Y sin embargo, en medio de semejante panorama, cuando lo fácil es “no meterse en política”, o sumarse al coro del líder político rival, encontramos aun personas que, por bizarría y decencia, alzan su voz, se “señalan” (lo que no quería Franco ni quiere ningún cacique) y se obstinan en sostener un criterio propio sobre lo público y común. En Marinaleda, que tampoco en esto es una excepción, las ha habido siempre. Pagan un alto coste, pero es que la decencia tiene un alto valor.
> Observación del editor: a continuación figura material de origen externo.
#![cfg(feature = "reqwest")]

// crates.io
use color_eyre::Result;
use httpmock::prelude::*;
// self
use growth_client::{
	_preludet::*,
	auth::Credentials,
	client::GrowthClient,
	config::ClientConfig,
	ext::StaticFingerprint,
	http::ReqwestTransport,
};

fn build_client(server: &MockServer, credentials: Credentials) -> Result<GrowthClient> {
	let config = ClientConfig::builder(credentials)
		.base_url(server.base_url())
		.build()?;
	let transport = ReqwestTransport::new()?;
	let client = GrowthClient::builder(config)
		.transport(Arc::new(transport))
		.fingerprint_provider(Arc::new(StaticFingerprint::new("fp-device-1")))
		.build()?;

	Ok(client)
}

#[tokio::test]
async fn direct_mode_sends_private_key_and_fingerprint_on_canonical_route() -> Result<()> {
	let server = MockServer::start_async().await;
	let token_mock = server
		.mock_async(|when, then| {
			when.method(POST).path("/api/public/auth/token");
			then.status(500);
		})
		.await;
	let user_mock = server
		.mock_async(|when, then| {
			when.method(GET)
				.path("/api/users/me")
				.header("authorization", "Bearer sk_live_1")
				.header("x-fingerprint", "fp-device-1")
				.header("content-type", "application/json");
			then.status(200)
				.header("content-type", "application/json")
				.body("{\"success\":true,\"data\":{\"id\":\"u-7\"}}");
		})
		.await;
	let client = build_client(&server, Credentials::private_key("sk_live_1"))?;
	let envelope = client.current_user().await;

	assert!(envelope.success);

	user_mock.assert_calls_async(1).await;
	token_mock.assert_calls_async(0).await;

	Ok(())
}

#[tokio::test]
async fn proxy_mode_sends_fingerprint_on_canonical_route() -> Result<()> {
	let server = MockServer::start_async().await;
	let balance_mock = server
		.mock_async(|when, then| {
			when.method(GET).path("/api/credits/balance").header("x-fingerprint", "fp-device-1");
			then.status(200)
				.header("content-type", "application/json")
				.body("{\"success\":true,\"data\":{\"balance\":3}}");
		})
		.await;
	let client = build_client(&server, Credentials::proxy())?;
	let envelope = client.credit_balance().await;

	assert!(envelope.success);
	assert_eq!(envelope.data, Some(serde_json::json!({ "balance": 3 })));

	balance_mock.assert_calls_async(1).await;

	Ok(())
}

#[tokio::test]
async fn unauthorized_outside_public_key_mode_is_a_business_failure() -> Result<()> {
	let server = MockServer::start_async().await;
	let stats_mock = server
		.mock_async(|when, then| {
			when.method(GET).path("/api/referrals/stats");
			then.status(401)
				.header("content-type", "application/json")
				.body("{\"error\":\"unauthorized\",\"message\":\"Proxy session expired\"}");
		})
		.await;
	let client = build_client(&server, Credentials::proxy())?;
	let envelope = client.referral_stats().await;

	assert!(!envelope.success);
	assert_eq!(envelope.failure_text(), Some("Proxy session expired"));
	assert_eq!(envelope.failure_code(), None);

	stats_mock.assert_calls_async(1).await;

	Ok(())
}

#[tokio::test]
async fn identify_user_posts_camel_case_profile() -> Result<()> {
	let server = MockServer::start_async().await;
	let identify_mock = server
		.mock_async(|when, then| {
			when.method(POST)
				.path("/api/users/identify")
				.body("{\"externalId\":\"u-42\",\"email\":\"dev@growth.example\"}");
			then.status(200)
				.header("content-type", "application/json")
				.body("{\"success\":true,\"data\":{\"id\":\"u-42\"}}");
		})
		.await;
	let client = build_client(&server, Credentials::private_key("sk_live_1"))?;
	let profile = growth_client::client::UserProfile {
		email: Some("dev@growth.example".into()),
		..growth_client::client::UserProfile::new("u-42")
	};
	let envelope = client.identify_user(&profile).await;

	assert!(envelope.success);

	identify_mock.assert_calls_async(1).await;

	Ok(())
}
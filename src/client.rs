//! Client facade tying credentials, token machine, dispatcher, and retry policy together.
//!
//! A [`GrowthClient`] classifies its credentials once and threads the resulting
//! [`AuthMode`] through routing and header construction. Only public-key clients own a
//! [`TokenManager`]; proxy and direct clients never touch the token endpoint.
//!
//! The client is deliberately not `Clone`: share it behind an `Arc`. Dropping it cancels the
//! proactive refresh timer and any background acquisition, the same as
//! [`GrowthClient::shutdown`].

pub mod dispatch;
pub mod operations;
pub mod recovery;

pub use dispatch::build_headers;
pub use operations::*;
pub use recovery::{Recovery, RecoveryState, RecoveryStep};

// self
use crate::{
	_prelude::*,
	auth::{AuthMode, Secret},
	config::ClientConfig,
	error::ConfigError,
	ext::{CachedFingerprint, DeviceContextProvider, FingerprintProvider},
	http::HttpTransport,
	router,
	store::{MemoryStorage, StorageBackend, TokenStore},
	token::{TokenManager, TokenMetrics},
};

/// Growth/referral service client.
pub struct GrowthClient {
	config: ClientConfig,
	mode: AuthMode,
	authorizer: Authorizer,
	transport: Arc<dyn HttpTransport>,
	fingerprint: Arc<CachedFingerprint>,
}
impl GrowthClient {
	/// Builds a client on the default reqwest transport with in-memory token storage.
	#[cfg(feature = "reqwest")]
	pub fn new(config: ClientConfig) -> Result<Self, ConfigError> {
		Self::builder(config).build()
	}

	/// Starts a builder for injecting a transport, storage, or collaborators.
	pub fn builder(config: ClientConfig) -> GrowthClientBuilder {
		GrowthClientBuilder::new(config)
	}

	/// Configuration the client was built from.
	pub fn config(&self) -> &ClientConfig {
		&self.config
	}

	/// Auth mode resolved from the credentials.
	pub fn auth_mode(&self) -> &AuthMode {
		&self.mode
	}

	/// Token machine, present only in public-key mode.
	pub fn token_manager(&self) -> Option<&TokenManager> {
		match &self.authorizer {
			Authorizer::PublicKey(manager) => Some(manager),
			Authorizer::Proxy | Authorizer::Direct(_) => None,
		}
	}

	/// Token acquisition counters, present only in public-key mode.
	pub fn token_metrics(&self) -> Option<&TokenMetrics> {
		self.token_manager().map(TokenManager::metrics)
	}

	/// Current consecutive token failure streak; always zero outside public-key mode.
	pub fn attempt_count(&self) -> u32 {
		self.token_manager().map(TokenManager::attempt_count).unwrap_or_default()
	}

	/// Makes sure a usable token is held. Proxy and direct clients need none and get `true`.
	pub async fn ensure_valid_token(&self) -> bool {
		match self.token_manager() {
			Some(manager) => manager.ensure_valid_token().await,
			None => true,
		}
	}

	/// Drops the in-memory and persisted token, e.g. on sign-out.
	pub async fn invalidate_token(&self) {
		if let Some(manager) = self.token_manager() {
			manager.invalidate().await;
		}
	}

	/// Cancels timers the client scheduled and forgets the in-memory token.
	///
	/// In-flight HTTP requests are not aborted. The persisted token survives for the next client.
	pub fn shutdown(&self) {
		if let Some(manager) = self.token_manager() {
			manager.shutdown();
		}
	}
}
impl Debug for GrowthClient {
	fn fmt(&self, f: &mut Formatter) -> FmtResult {
		f.debug_struct("GrowthClient")
			.field("base_url", &self.config.base_url.as_str())
			.field("mode", &self.mode.as_str())
			.field("fingerprint", &self.fingerprint)
			.finish()
	}
}
impl Drop for GrowthClient {
	fn drop(&mut self) {
		self.shutdown();
	}
}

/// Builder for [`GrowthClient`] instances.
pub struct GrowthClientBuilder {
	config: ClientConfig,
	transport: Option<Arc<dyn HttpTransport>>,
	storage: Option<Arc<dyn StorageBackend>>,
	fingerprint: Option<Arc<dyn FingerprintProvider>>,
	context: Option<Arc<dyn DeviceContextProvider>>,
}
impl GrowthClientBuilder {
	fn new(config: ClientConfig) -> Self {
		Self { config, transport: None, storage: None, fingerprint: None, context: None }
	}

	/// Replaces the default reqwest transport.
	pub fn transport(mut self, transport: Arc<dyn HttpTransport>) -> Self {
		self.transport = Some(transport);

		self
	}

	/// Persists tokens in `backend` instead of process memory.
	pub fn storage(mut self, backend: Arc<dyn StorageBackend>) -> Self {
		self.storage = Some(backend);

		self
	}

	/// Supplies the device fingerprint.
	pub fn fingerprint_provider(mut self, provider: Arc<dyn FingerprintProvider>) -> Self {
		self.fingerprint = Some(provider);

		self
	}

	/// Supplies the device context sent with token requests.
	pub fn device_context(mut self, provider: Arc<dyn DeviceContextProvider>) -> Self {
		self.context = Some(provider);

		self
	}

	/// Validates the configuration and builds the client.
	pub fn build(self) -> Result<GrowthClient, ConfigError> {
		self.config.validate()?;

		let transport = match self.transport {
			Some(transport) => transport,
			None => default_transport()?,
		};
		let mode = self.config.credentials.classify();
		let fingerprint = Arc::new(CachedFingerprint::new(self.fingerprint));
		let authorizer = match &mode {
			AuthMode::Proxy => Authorizer::Proxy,
			AuthMode::Direct(secret) => Authorizer::Direct(secret.clone()),
			AuthMode::PublicKey(public_key) => {
				let backend =
					self.storage.unwrap_or_else(|| Arc::new(MemoryStorage::default()));
				let store = TokenStore::new(backend, self.config.storage_key.clone());
				let token_url = self.config.endpoint_url(router::TOKEN_PATH)?;

				Authorizer::PublicKey(TokenManager::new(
					public_key.clone(),
					token_url,
					self.config.token.clone(),
					transport.clone(),
					store,
					fingerprint.clone(),
					self.context,
				))
			},
		};

		Ok(GrowthClient { config: self.config, mode, authorizer, transport, fingerprint })
	}
}
impl Debug for GrowthClientBuilder {
	fn fmt(&self, f: &mut Formatter) -> FmtResult {
		f.debug_struct("GrowthClientBuilder")
			.field("config", &self.config)
			.field("custom_transport", &self.transport.is_some())
			.field("custom_storage", &self.storage.is_some())
			.finish()
	}
}

enum Authorizer {
	Proxy,
	PublicKey(TokenManager),
	Direct(Secret),
}

#[cfg(feature = "reqwest")]
fn default_transport() -> Result<Arc<dyn HttpTransport>, ConfigError> {
	Ok(Arc::new(crate::http::ReqwestTransport::new()?))
}

#[cfg(not(feature = "reqwest"))]
fn default_transport() -> Result<Arc<dyn HttpTransport>, ConfigError> {
	Err(ConfigError::MissingTransport)
}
También la soledad a que se condenan los caciques tiene un alto coste, pero ninguna decencia. El alcalde de Marinaleda está más recluido, ya casi no asiste a las “asambleas”, que a falta suya carecen de monólogo político, porque conversación no la hubo nunca. Crecen el secretismo y los rumores. En las últimas elecciones hemos visto vídeos en los que Juan Manuel profiere insultos a sus adversarios… ¡Cuántos casos conoce la historia de tiranos, tiranuelos, caciques y caciquillos que siguieron una deriva de degradación! Los jefes de Izquierda Unida que respaldaron sus candidaturas, y también los recién llegados de Podemos (los de la “nueva política”), conocen sin duda la deriva del “Poder Popular”, pero callan. Todo un síntoma.